• **RECORDED INFORMATION**
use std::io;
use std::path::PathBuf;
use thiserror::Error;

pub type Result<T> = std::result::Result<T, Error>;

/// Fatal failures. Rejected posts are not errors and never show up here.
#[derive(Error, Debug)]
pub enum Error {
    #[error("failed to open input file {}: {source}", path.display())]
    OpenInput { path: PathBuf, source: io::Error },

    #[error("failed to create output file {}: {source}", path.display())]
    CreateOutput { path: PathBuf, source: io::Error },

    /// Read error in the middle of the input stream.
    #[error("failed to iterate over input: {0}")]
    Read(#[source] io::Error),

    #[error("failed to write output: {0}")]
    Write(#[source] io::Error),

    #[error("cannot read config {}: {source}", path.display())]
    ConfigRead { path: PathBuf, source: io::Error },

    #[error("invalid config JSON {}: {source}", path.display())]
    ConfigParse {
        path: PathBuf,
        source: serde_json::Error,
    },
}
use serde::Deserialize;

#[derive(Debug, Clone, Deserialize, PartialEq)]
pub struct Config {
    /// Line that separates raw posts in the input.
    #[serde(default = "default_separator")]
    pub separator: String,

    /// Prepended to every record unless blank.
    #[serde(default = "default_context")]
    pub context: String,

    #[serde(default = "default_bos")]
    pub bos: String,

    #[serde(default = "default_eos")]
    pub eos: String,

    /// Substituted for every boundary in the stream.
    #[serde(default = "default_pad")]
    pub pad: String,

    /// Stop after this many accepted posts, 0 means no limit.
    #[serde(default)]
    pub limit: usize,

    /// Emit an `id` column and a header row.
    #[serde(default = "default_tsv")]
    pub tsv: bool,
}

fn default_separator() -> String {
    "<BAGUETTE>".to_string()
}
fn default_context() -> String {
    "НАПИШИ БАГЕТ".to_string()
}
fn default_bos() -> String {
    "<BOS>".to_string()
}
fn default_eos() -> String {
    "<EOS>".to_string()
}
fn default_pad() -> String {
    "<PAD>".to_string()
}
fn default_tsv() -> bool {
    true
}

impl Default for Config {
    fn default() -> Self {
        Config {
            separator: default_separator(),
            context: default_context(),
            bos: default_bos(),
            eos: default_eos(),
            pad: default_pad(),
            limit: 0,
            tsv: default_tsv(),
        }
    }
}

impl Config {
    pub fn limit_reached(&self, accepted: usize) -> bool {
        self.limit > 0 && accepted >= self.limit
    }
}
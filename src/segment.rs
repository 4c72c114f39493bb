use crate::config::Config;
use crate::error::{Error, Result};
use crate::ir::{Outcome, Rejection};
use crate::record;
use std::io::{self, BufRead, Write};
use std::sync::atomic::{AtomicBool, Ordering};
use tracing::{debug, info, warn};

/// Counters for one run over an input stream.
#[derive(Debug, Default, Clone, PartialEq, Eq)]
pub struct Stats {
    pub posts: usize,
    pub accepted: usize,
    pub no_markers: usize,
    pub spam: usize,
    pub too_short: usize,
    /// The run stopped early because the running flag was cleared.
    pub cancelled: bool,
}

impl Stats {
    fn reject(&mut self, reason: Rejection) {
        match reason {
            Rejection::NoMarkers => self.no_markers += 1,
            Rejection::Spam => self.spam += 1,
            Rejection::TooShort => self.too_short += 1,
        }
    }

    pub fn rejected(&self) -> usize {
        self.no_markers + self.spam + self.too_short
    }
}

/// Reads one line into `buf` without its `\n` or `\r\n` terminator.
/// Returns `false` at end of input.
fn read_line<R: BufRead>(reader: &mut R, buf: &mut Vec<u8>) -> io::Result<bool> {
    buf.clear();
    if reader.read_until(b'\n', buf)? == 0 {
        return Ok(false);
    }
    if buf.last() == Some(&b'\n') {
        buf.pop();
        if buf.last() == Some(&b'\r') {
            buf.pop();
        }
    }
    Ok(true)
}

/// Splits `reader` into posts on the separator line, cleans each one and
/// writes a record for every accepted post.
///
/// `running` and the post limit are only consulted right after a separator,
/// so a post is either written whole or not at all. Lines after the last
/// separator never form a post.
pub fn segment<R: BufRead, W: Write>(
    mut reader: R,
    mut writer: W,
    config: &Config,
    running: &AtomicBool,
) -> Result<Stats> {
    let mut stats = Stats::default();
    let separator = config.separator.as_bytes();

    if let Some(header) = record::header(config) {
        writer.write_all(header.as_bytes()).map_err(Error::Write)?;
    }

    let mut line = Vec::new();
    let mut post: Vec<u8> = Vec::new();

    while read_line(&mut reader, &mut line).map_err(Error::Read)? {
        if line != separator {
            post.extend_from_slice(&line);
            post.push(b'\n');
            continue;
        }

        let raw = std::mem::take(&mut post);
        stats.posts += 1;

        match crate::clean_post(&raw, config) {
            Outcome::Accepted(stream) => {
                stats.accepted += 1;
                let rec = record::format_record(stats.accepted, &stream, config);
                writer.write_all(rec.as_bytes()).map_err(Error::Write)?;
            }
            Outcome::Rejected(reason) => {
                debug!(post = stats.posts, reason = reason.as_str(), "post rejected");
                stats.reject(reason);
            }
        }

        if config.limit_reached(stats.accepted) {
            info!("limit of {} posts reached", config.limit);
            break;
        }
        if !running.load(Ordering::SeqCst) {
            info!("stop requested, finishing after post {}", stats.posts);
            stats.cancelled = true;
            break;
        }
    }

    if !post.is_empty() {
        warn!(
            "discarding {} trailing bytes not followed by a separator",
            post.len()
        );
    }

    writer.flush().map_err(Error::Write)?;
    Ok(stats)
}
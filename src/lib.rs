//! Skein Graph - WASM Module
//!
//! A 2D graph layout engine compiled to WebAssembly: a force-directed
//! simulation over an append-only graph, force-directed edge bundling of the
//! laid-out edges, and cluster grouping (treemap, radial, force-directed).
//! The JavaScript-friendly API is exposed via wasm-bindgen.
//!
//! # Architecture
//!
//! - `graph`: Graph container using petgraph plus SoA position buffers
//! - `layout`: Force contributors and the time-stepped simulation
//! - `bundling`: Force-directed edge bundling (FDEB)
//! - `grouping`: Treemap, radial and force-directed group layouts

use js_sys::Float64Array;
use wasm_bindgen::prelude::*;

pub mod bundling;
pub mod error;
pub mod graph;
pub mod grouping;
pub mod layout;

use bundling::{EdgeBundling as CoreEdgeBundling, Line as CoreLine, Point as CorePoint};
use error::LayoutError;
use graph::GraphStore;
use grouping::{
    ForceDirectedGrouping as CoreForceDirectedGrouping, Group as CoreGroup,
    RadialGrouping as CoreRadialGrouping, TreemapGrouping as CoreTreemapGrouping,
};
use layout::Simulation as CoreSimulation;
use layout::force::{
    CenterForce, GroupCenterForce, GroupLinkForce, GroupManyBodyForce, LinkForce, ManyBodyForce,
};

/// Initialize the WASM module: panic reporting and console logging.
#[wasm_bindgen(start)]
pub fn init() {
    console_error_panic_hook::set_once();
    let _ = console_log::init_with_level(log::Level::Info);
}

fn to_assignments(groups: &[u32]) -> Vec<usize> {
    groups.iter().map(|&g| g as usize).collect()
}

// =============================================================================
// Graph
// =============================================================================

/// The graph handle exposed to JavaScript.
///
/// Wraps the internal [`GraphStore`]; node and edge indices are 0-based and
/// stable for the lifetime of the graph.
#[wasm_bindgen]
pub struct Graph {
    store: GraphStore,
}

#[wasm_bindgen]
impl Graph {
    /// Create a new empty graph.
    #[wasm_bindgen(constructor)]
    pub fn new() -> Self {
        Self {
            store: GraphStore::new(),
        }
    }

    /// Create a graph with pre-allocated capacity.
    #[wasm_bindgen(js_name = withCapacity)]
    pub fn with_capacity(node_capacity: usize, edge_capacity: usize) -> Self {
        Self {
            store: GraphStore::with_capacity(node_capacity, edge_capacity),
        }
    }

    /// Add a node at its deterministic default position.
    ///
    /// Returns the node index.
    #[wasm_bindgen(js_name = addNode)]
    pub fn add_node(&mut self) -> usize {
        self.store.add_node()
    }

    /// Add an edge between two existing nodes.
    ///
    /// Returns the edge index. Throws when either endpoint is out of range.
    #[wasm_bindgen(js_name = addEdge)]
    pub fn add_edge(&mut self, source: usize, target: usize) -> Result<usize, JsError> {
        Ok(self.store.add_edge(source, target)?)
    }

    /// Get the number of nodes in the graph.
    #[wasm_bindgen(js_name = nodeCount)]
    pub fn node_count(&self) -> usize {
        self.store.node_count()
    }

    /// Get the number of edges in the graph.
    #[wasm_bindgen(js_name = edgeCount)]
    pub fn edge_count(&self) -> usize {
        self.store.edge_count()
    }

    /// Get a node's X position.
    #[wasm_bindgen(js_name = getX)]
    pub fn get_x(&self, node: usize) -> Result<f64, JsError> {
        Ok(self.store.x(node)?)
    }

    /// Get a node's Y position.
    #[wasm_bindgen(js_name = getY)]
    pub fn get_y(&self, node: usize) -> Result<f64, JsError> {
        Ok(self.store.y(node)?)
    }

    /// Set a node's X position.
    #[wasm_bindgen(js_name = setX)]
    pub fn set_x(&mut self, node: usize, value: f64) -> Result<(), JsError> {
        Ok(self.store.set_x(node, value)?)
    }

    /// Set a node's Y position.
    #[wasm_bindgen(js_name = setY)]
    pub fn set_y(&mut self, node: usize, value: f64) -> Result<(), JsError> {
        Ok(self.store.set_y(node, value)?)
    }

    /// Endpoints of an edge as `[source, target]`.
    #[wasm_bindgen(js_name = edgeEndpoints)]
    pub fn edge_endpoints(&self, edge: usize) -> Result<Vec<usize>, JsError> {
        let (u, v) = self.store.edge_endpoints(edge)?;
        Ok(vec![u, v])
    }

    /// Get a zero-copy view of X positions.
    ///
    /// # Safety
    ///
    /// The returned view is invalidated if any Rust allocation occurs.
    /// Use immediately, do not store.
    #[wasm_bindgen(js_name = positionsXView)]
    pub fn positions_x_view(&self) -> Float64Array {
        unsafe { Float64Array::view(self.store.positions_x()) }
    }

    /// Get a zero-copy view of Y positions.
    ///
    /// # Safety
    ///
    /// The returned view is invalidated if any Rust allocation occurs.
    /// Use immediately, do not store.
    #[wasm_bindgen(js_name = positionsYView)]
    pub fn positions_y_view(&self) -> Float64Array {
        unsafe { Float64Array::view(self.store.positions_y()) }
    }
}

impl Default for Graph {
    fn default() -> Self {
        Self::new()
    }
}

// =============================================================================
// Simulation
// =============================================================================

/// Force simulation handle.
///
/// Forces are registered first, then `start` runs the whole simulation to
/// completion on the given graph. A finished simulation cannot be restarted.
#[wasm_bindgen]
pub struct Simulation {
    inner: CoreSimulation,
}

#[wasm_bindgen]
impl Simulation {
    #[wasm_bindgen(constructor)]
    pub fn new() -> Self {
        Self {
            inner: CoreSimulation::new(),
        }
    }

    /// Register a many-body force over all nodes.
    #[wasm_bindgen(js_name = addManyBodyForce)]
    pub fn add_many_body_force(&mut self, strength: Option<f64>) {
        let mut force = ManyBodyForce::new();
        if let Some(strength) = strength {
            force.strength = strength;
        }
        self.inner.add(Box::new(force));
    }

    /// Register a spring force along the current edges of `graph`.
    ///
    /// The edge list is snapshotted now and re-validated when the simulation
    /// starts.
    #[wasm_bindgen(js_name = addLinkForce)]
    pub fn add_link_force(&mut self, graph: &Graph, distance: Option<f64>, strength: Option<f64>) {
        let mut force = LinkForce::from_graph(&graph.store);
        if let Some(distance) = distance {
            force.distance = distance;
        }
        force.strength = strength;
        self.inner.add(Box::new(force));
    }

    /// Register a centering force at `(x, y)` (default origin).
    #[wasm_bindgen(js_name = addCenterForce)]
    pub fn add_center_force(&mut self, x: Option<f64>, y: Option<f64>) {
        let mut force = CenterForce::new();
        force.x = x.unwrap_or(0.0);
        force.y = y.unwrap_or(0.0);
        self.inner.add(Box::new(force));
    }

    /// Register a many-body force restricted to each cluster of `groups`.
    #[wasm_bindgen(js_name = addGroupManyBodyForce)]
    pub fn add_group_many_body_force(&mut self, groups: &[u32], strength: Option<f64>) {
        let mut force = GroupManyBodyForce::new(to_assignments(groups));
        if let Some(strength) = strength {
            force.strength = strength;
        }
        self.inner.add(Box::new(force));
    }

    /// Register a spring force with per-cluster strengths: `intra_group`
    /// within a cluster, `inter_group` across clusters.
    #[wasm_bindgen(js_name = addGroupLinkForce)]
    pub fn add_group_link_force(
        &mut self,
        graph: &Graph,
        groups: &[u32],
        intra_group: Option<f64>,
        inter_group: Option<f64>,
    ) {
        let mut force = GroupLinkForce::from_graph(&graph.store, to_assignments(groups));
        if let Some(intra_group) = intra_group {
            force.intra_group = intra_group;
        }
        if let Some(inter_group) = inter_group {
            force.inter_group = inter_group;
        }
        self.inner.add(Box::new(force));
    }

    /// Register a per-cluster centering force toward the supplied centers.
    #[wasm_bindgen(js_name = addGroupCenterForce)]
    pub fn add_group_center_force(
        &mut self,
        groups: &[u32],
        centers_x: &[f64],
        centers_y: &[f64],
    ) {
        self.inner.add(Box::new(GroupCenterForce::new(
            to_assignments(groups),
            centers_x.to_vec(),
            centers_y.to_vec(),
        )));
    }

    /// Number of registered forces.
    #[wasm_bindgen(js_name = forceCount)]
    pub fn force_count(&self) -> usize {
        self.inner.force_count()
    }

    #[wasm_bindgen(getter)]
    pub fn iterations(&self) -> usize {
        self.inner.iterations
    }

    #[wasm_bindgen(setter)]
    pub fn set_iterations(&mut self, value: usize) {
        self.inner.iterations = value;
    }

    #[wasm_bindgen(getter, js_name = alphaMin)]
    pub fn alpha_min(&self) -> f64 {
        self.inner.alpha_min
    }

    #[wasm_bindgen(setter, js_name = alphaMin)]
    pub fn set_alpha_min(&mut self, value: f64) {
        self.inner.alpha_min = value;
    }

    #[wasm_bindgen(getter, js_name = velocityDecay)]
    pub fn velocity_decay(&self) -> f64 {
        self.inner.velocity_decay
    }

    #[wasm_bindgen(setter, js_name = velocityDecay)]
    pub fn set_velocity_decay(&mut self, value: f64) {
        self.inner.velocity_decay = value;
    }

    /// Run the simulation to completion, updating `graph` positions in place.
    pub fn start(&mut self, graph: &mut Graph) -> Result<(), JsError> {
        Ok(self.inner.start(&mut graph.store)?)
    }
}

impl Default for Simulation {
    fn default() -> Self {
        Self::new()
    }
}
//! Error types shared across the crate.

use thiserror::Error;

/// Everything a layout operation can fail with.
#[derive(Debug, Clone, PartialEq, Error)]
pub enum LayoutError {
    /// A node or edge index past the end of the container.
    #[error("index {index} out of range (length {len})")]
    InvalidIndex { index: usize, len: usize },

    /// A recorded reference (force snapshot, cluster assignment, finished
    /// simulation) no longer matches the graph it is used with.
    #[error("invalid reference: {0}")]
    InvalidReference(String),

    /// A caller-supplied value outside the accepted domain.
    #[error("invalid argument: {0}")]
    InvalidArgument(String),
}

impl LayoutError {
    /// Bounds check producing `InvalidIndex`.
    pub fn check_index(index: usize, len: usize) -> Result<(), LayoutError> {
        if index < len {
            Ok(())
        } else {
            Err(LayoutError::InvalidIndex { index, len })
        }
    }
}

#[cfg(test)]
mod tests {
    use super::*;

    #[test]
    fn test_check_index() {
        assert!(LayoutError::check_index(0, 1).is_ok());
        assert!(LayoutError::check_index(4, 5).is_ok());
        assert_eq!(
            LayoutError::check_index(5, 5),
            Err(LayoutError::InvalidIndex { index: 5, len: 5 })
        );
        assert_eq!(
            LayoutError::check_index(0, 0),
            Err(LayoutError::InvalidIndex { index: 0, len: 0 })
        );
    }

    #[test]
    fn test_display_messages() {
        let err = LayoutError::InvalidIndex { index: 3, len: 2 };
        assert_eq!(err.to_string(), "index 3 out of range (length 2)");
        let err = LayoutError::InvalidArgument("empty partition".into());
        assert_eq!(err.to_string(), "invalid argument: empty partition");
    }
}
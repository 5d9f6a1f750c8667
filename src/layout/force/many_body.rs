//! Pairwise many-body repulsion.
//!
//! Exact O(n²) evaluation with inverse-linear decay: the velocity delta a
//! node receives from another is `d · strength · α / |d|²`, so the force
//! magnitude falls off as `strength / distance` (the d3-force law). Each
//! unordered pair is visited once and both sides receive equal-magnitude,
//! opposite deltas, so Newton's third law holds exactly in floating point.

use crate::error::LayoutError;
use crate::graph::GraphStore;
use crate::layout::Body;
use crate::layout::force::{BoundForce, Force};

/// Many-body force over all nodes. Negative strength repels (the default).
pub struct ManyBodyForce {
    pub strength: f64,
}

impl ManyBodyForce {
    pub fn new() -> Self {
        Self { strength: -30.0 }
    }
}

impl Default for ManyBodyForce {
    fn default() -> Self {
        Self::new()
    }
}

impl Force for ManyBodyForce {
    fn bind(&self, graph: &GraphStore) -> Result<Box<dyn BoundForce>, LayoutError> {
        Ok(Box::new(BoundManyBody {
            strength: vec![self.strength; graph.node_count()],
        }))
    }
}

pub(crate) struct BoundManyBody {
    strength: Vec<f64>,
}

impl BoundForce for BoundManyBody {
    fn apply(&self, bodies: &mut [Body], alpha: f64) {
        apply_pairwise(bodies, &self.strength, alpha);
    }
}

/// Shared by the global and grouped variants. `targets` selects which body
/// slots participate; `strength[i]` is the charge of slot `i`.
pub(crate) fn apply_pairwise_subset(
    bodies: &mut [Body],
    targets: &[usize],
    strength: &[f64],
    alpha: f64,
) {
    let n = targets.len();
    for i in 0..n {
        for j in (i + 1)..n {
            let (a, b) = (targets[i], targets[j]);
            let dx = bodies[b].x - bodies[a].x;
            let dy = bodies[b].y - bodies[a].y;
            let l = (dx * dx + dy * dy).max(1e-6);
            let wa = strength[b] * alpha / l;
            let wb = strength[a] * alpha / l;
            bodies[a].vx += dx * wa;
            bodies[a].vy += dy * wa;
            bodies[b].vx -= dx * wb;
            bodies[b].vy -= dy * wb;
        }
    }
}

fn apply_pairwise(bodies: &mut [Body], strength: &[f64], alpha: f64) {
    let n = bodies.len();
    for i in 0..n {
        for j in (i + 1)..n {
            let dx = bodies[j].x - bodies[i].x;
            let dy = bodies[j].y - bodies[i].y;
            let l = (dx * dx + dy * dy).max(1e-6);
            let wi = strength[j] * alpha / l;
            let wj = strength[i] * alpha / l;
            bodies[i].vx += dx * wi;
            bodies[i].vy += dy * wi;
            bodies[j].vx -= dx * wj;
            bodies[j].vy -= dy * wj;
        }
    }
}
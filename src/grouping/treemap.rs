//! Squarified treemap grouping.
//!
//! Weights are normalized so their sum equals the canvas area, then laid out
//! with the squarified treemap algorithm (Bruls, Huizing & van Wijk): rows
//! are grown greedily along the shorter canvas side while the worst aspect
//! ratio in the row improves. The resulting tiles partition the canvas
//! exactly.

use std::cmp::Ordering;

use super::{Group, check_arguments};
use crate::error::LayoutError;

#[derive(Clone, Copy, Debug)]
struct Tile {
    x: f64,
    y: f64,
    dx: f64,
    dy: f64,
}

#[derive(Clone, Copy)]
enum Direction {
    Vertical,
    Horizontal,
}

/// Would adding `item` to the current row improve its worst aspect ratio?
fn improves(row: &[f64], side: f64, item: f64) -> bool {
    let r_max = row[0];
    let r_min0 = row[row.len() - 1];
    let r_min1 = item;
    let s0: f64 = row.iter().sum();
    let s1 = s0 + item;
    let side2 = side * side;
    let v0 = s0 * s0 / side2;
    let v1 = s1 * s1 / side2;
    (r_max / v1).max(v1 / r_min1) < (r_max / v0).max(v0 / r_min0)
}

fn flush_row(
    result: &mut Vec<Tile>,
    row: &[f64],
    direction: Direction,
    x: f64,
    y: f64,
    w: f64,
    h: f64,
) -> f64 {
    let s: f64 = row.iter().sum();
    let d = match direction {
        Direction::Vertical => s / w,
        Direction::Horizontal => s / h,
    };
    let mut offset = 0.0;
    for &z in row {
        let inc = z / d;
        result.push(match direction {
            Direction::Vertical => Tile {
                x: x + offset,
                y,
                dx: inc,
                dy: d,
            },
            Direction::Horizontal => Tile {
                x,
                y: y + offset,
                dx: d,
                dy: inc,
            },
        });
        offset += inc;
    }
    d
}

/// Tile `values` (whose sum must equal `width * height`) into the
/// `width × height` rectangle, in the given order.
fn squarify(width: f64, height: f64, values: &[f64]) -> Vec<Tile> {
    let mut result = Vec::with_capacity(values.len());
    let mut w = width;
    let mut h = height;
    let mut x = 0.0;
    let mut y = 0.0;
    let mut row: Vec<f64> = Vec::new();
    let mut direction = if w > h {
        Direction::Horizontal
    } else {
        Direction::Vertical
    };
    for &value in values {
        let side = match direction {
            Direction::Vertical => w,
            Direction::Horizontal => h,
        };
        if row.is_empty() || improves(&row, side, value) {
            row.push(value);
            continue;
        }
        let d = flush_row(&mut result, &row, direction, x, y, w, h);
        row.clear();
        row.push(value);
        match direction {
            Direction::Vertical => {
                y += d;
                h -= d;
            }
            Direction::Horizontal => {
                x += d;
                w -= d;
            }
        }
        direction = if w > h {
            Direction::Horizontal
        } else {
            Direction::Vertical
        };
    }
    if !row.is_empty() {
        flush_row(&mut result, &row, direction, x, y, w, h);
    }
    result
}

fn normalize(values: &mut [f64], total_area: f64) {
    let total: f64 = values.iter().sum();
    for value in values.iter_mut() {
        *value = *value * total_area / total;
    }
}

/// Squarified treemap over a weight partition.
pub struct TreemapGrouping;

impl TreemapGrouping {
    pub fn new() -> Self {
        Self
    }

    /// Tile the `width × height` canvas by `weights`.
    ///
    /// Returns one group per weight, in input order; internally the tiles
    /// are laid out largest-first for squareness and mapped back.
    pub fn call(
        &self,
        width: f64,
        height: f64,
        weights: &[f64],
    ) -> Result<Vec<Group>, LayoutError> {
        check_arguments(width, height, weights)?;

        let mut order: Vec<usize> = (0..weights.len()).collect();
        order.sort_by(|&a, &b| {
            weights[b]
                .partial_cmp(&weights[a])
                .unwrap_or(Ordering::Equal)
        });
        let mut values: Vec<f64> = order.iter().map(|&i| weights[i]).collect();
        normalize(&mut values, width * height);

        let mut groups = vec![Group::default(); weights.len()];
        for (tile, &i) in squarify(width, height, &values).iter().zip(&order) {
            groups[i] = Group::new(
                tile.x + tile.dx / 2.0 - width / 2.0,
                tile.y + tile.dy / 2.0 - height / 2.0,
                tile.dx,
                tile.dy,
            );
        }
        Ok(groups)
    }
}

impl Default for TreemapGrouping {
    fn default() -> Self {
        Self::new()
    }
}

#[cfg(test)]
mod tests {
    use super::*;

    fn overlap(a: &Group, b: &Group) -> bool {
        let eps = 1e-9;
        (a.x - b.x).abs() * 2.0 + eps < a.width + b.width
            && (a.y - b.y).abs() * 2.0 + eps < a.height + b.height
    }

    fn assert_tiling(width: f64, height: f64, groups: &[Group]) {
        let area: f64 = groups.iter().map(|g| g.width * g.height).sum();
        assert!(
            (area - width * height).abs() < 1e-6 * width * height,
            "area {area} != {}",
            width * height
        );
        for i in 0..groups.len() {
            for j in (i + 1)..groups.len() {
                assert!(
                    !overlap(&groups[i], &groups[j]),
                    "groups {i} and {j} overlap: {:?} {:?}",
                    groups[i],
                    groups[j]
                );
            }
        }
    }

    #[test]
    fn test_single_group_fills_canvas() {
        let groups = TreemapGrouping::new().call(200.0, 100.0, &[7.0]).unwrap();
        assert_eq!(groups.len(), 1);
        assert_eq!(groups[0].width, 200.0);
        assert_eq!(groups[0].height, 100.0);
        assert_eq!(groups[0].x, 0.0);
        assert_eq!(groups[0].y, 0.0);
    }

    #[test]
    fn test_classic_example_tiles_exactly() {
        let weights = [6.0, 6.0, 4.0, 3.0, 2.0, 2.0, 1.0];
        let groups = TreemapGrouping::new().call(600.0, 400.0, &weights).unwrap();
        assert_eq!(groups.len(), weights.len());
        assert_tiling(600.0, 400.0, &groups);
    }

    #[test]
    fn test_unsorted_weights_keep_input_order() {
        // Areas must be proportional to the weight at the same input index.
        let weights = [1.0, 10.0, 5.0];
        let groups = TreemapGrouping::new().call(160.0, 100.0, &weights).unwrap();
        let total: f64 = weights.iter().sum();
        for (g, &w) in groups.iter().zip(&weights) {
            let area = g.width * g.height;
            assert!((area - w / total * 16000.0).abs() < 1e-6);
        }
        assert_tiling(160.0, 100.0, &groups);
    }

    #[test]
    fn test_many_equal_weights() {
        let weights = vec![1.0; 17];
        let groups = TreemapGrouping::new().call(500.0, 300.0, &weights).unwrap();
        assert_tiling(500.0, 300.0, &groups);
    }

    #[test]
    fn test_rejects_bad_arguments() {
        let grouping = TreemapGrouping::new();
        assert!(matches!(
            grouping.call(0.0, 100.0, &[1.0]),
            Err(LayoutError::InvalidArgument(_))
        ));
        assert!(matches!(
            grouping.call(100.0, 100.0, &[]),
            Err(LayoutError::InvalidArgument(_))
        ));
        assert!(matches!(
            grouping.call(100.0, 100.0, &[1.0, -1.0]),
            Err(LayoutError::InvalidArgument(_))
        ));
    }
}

• **WORK TASK**
Using the data above, print exactly the lines from the line that contains "pub fn alpha_min(&self)" through the line that contains "#[wasm_bindgen(getter, js_name = velocityDecay)]", with both included.

• **RESPONSE BELOW**
    pub fn alpha_min(&self) -> f64 {
        self.inner.alpha_min
    }

    #[wasm_bindgen(setter, js_name = alphaMin)]
    pub fn set_alpha_min(&mut self, value: f64) {
        self.inner.alpha_min = value;
    }

    #[wasm_bindgen(getter, js_name = velocityDecay)]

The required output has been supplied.